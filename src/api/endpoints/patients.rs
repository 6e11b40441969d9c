//! Patient endpoints.
//!
//! Deleting a patient cascades through the database (studies, images,
//! reports, chats) and purges the patient's object-store prefix.

use axum::extract::{Path, State};
use axum::http::StatusCode;
use axum::Json;
use chrono::Utc;
use serde::{Deserialize, Serialize};
use uuid::Uuid;

use crate::api::endpoints::parse_id;
use crate::api::error::ApiError;
use crate::api::types::AppContext;
use crate::db;
use crate::models::{Patient, Study};
use crate::storage::patient_prefix;

#[derive(Deserialize)]
pub struct CreatePatientRequest {
    pub name: String,
    pub age: i64,
    pub sex: String,
    pub reason_for_imaging: Option<String>,
}

/// `POST /api/patients`
pub async fn create(
    State(ctx): State<AppContext>,
    Json(req): Json<CreatePatientRequest>,
) -> Result<(StatusCode, Json<Patient>), ApiError> {
    let name = req.name.trim();
    if name.is_empty() {
        return Err(ApiError::BadRequest("Patient name cannot be empty".into()));
    }
    if !(0..=130).contains(&req.age) {
        return Err(ApiError::BadRequest(format!(
            "Patient age out of range: {}",
            req.age
        )));
    }
    let sex = req.sex.trim();
    if sex.is_empty() {
        return Err(ApiError::BadRequest("Patient sex cannot be empty".into()));
    }

    let patient = Patient {
        id: Uuid::new_v4(),
        name: name.to_string(),
        age: req.age,
        sex: sex.to_string(),
        reason_for_imaging: req
            .reason_for_imaging
            .map(|r| r.trim().to_string())
            .filter(|r| !r.is_empty()),
        created_at: Utc::now(),
    };
    ctx.with_conn(|conn| db::insert_patient(conn, &patient))?;
    tracing::info!(patient_id = %patient.id, "Patient created");

    Ok((StatusCode::CREATED, Json(patient)))
}

/// `GET /api/patients`
pub async fn list(State(ctx): State<AppContext>) -> Result<Json<Vec<Patient>>, ApiError> {
    let patients = ctx.with_conn(db::list_patients)?;
    Ok(Json(patients))
}

#[derive(Serialize)]
pub struct PatientDetail {
    #[serde(flatten)]
    pub patient: Patient,
    /// Studies in imaging order, oldest first.
    pub studies: Vec<Study>,
}

/// `GET /api/patients/:id`
pub async fn detail(
    State(ctx): State<AppContext>,
    Path(id): Path<String>,
) -> Result<Json<PatientDetail>, ApiError> {
    let id = parse_id(&id, "patient")?;
    let patient = ctx
        .with_conn(|conn| db::get_patient(conn, &id))?
        .ok_or_else(|| ApiError::NotFound("Patient not found".into()))?;
    let studies = ctx.with_conn(|conn| db::list_studies_for_patient(conn, &id))?;
    Ok(Json(PatientDetail { patient, studies }))
}

/// `DELETE /api/patients/:id` — cascade delete plus storage purge.
pub async fn remove(
    State(ctx): State<AppContext>,
    Path(id): Path<String>,
) -> Result<StatusCode, ApiError> {
    let id = parse_id(&id, "patient")?;
    ctx.with_conn(|conn| db::delete_patient(conn, &id))?;
    ctx.store.delete_prefix(&patient_prefix(&id));
    tracing::info!(patient_id = %id, "Patient deleted");
    Ok(StatusCode::NO_CONTENT)
}
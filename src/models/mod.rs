//! Domain entities: patients, imaging studies, slices, reports, chats.

pub mod chat;
pub mod enums;
pub mod patient;
pub mod report;
pub mod study;

pub use chat::{Chat, ChatMessage};
pub use enums::{FieldConfidence, MessageRole, StudyProcessingState};
pub use patient::Patient;
pub use report::{CitationMap, Report, ReportPayload};
pub use study::{Study, StudyImage};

**********

* _TASK GOAL_: Transcribe the material above in full.

* _ANSWER_:
filename src/api/endpoints/patients.rs
repository 6e11b40441969d9c
//! Patient endpoints.
//!
//! Deleting a patient cascades through the database (studies, images,
//! reports, chats) and purges the patient's object-store prefix.

use axum::extract::{Path, State};
use axum::http::StatusCode;
use axum::Json;
use chrono::Utc;
use serde::{Deserialize, Serialize};
use uuid::Uuid;

use crate::api::endpoints::parse_id;
use crate::api::error::ApiError;
use crate::api::types::AppContext;
use crate::db;
use crate::models::{Patient, Study};
use crate::storage::patient_prefix;

#[derive(Deserialize)]
pub struct CreatePatientRequest {
    pub name: String,
    pub age: i64,
    pub sex: String,
    pub reason_for_imaging: Option<String>,
}

/// `POST /api/patients`
pub async fn create(
    State(ctx): State<AppContext>,
    Json(req): Json<CreatePatientRequest>,
) -> Result<(StatusCode, Json<Patient>), ApiError> {
    let name = req.name.trim();
    if name.is_empty() {
        return Err(ApiError::BadRequest("Patient name cannot be empty".into()));
    }
    if !(0..=130).contains(&req.age) {
        return Err(ApiError::BadRequest(format!(
            "Patient age out of range: {}",
            req.age
        )));
    }
    let sex = req.sex.trim();
    if sex.is_empty() {
        return Err(ApiError::BadRequest("Patient sex cannot be empty".into()));
    }

    let patient = Patient {
        id: Uuid::new_v4(),
        name: name.to_string(),
        age: req.age,
        sex: sex.to_string(),
        reason_for_imaging: req
            .reason_for_imaging
            .map(|r| r.trim().to_string())
            .filter(|r| !r.is_empty()),
        created_at: Utc::now(),
    };
    ctx.with_conn(|conn| db::insert_patient(conn, &patient))?;
    tracing::info!(patient_id = %patient.id, "Patient created");

    Ok((StatusCode::CREATED, Json(patient)))
}

/// `GET /api/patients`
pub async fn list(State(ctx): State<AppContext>) -> Result<Json<Vec<Patient>>, ApiError> {
    let patients = ctx.with_conn(db::list_patients)?;
    Ok(Json(patients))
}

#[derive(Serialize)]
pub struct PatientDetail {
    #[serde(flatten)]
    pub patient: Patient,
    /// Studies in imaging order, oldest first.
    pub studies: Vec<Study>,
}

/// `GET /api/patients/:id`
pub async fn detail(
    State(ctx): State<AppContext>,
    Path(id): Path<String>,
) -> Result<Json<PatientDetail>, ApiError> {
    let id = parse_id(&id, "patient")?;
    let patient = ctx
        .with_conn(|conn| db::get_patient(conn, &id))?
        .ok_or_else(|| ApiError::NotFound("Patient not found".into()))?;
    let studies = ctx.with_conn(|conn| db::list_studies_for_patient(conn, &id))?;
    Ok(Json(PatientDetail { patient, studies }))
}

/// `DELETE /api/patients/:id` — cascade delete plus storage purge.
pub async fn remove(
    State(ctx): State<AppContext>,
    Path(id): Path<String>,
) -> Result<StatusCode, ApiError> {
    let id = parse_id(&id, "patient")?;
    ctx.with_conn(|conn| db::delete_patient(conn, &id))?;
    ctx.store.delete_prefix(&patient_prefix(&id));
    tracing::info!(patient_id = %id, "Patient deleted");
    Ok(StatusCode::NO_CONTENT)
}
filename src/models/mod.rs
//! Domain entities: patients, imaging studies, slices, reports, chats.

pub mod chat;
pub mod enums;
pub mod patient;
pub mod report;
pub mod study;

pub use chat::{Chat, ChatMessage};
pub use enums::{FieldConfidence, MessageRole, StudyProcessingState};
pub use patient::Patient;
pub use report::{CitationMap, Report, ReportPayload};
pub use study::{Study, StudyImage};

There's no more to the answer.